また、本論文ではMV-Nのこの阻害活性が、他のモービリウイルスでも共通であるか検討も行っている。RPVおよびCDVのN遺伝子を組み込んだ発現プラスミドを作成し、レポーターアッセイを行うことで確かめている。その結果、いずれのウイルスのNタンパク質においても同等の阻害が確認され、Nタンパク質によるIFN経路の阻害はモービリウイルス共通であることが示唆された。

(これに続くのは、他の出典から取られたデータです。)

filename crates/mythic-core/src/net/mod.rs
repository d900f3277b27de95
pub mod messages;
pub mod protocol;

本論文での研究内容は、パラミクソウイルスにおいては宿主IFN経路の阻害は非構造タンパク質であるアクセサリータンパク質が行うものという今までの定説に反し、モービリウイルスでは、主たる構造タンパク質であるNタンパク質がIFN応答阻害を起こすという新しい発見を行ったもので、興味深い研究であると評価できる。本論文の考察では、この結果を踏まえて、今回使用したMVの野外株のみならず、MVのワクチン株など他の株に対してもこの阻害活性はあるのかといった点についても行うとより深まるものと思われる。また、本論文では、Nタンパク質によるIFN経路阻害の機序についても詳細な解析がなされ、その阻害部位を同定している点も評価できる。

したがって、博士(生命科学)の学位を授与できると認める。